The issue is, you have to know about that beforehand. In the other situation, you explicitly get warned by the compiler (by the compile error) that that something dangerous is going on.

Also, this means, there are now 2 different things to look for: @trusted function declarations and unannotated extern(C) declarations. The latter is much harder to search for (as Andrei also noted in his reply) and it's just much simpler to only have one escape hatch to look out for. It is also a very weird special case. @safe means no memory corruption is possible except for any @trusted declarations and any unannotated extern(C) declarations, wrongfully @safe extern(C) declarations and wrongfully @trusted extern(C) declarations. This just doesn’t sound right.

The whole debate boils down to "is greenwashing better, more honest, more debuggable than leaving things unattributed?" No on all three accounts.

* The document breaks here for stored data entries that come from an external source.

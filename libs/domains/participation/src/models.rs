use chrono::{DateTime, NaiveDate, Utc};
use serde::{Deserialize, Serialize};
use strum::{Display, EnumString};
use uuid::Uuid;

/// Participation application status
///
/// `Approved` and `Rejected` are terminal: the only way out is an explicit
/// reopen back to `Pending`.
#[derive(
    Debug, Clone, Copy, PartialEq, Eq, Default, Serialize, Deserialize, Display, EnumString,
)]
#[serde(rename_all = "SCREAMING_SNAKE_CASE")]
#[strum(serialize_all = "SCREAMING_SNAKE_CASE")]
pub enum ApplicationStatus {
    /// Awaiting a decision by the post author
    #[default]
    Pending,
    /// Accepted into the trip
    Approved,
    /// Turned down
    Rejected,
}

impl ApplicationStatus {
    pub fn is_terminal(&self) -> bool {
        matches!(self, ApplicationStatus::Approved | ApplicationStatus::Rejected)
    }
}

/// One user's request to join one travel post
#[derive(Debug, Clone, PartialEq, Serialize, Deserialize)]
pub struct ParticipationApplication {
    /// Unique identifier
    pub id: Uuid,
    /// The post applied to
    pub travel_post_id: Uuid,
    /// The applying user
    pub applicant_id: Uuid,
    /// Current lifecycle state
    pub status: ApplicationStatus,
    /// Timestamp of acceptance of the request
    pub requested_at: DateTime<Utc>,
}

impl ParticipationApplication {
    pub fn is_pending(&self) -> bool {
        self.status == ApplicationStatus::Pending
    }

    pub fn is_approved(&self) -> bool {
        self.status == ApplicationStatus::Approved
    }

    pub fn is_rejected(&self) -> bool {
        self.status == ApplicationStatus::Rejected
    }

    /// Approved or rejected
    pub fn is_processed(&self) -> bool {
        self.status.is_terminal()
    }
}

/// Read-only view of the travel post, owned by the surrounding application.
///
/// The lifecycle manager reads the author and the recruitment flag and
/// never writes back.
#[derive(Debug, Clone, PartialEq, Serialize, Deserialize)]
pub struct TravelPostRef {
    pub id: Uuid,
    pub author_id: Uuid,
    /// No further applications are accepted once recruitment closes
    pub recruitment_closed: bool,
    pub start_date: Option<NaiveDate>,
    pub end_date: Option<NaiveDate>,
}

/// Application counts for a post, an applicant or the whole store
#[derive(Debug, Clone, PartialEq, Serialize)]
pub struct ApplicationStatistics {
    pub total: usize,
    pub pending: usize,
    pub approved: usize,
    pub rejected: usize,
    /// `approved / total`; absent rather than dividing by zero
    pub approval_rate: Option<f64>,
}

impl ApplicationStatistics {
    pub fn from_counts(pending: usize, approved: usize, rejected: usize) -> Self {
        let total = pending + approved + rejected;
        let approval_rate = if total == 0 {
            None
        } else {
            Some(approved as f64 / total as f64)
        };

        Self {
            total,
            pending,
            approved,
            rejected,
            approval_rate,
        }
    }
}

The question should be rephrased: „Is explicit greenwashing by the developer better, more honest, more debuggable than implicit greenwashing by the compiler?“ Yes for better and more debuggable for the reasons that have already been mentioned so many times. Regarding honesty: In your variant, the compiler is dishonest, in the other variant, the developer is dishonest.

Just think about what the developer's reaction would be in the situation I described in my last post, when he actually finds the issue.

In your variant, the developer will be questioning why the compiler did not help him at all with realizing that there might be a problem. It is very likely that he blames the issue on the compiler.

In the other variant, he will realize that this something he had been warned about by the compiler and that he made a careless wrong decision and that it is his own fault. In the future he will be likely more careful when it comes to annotating stuff with @trusted. So this even has an educational effect.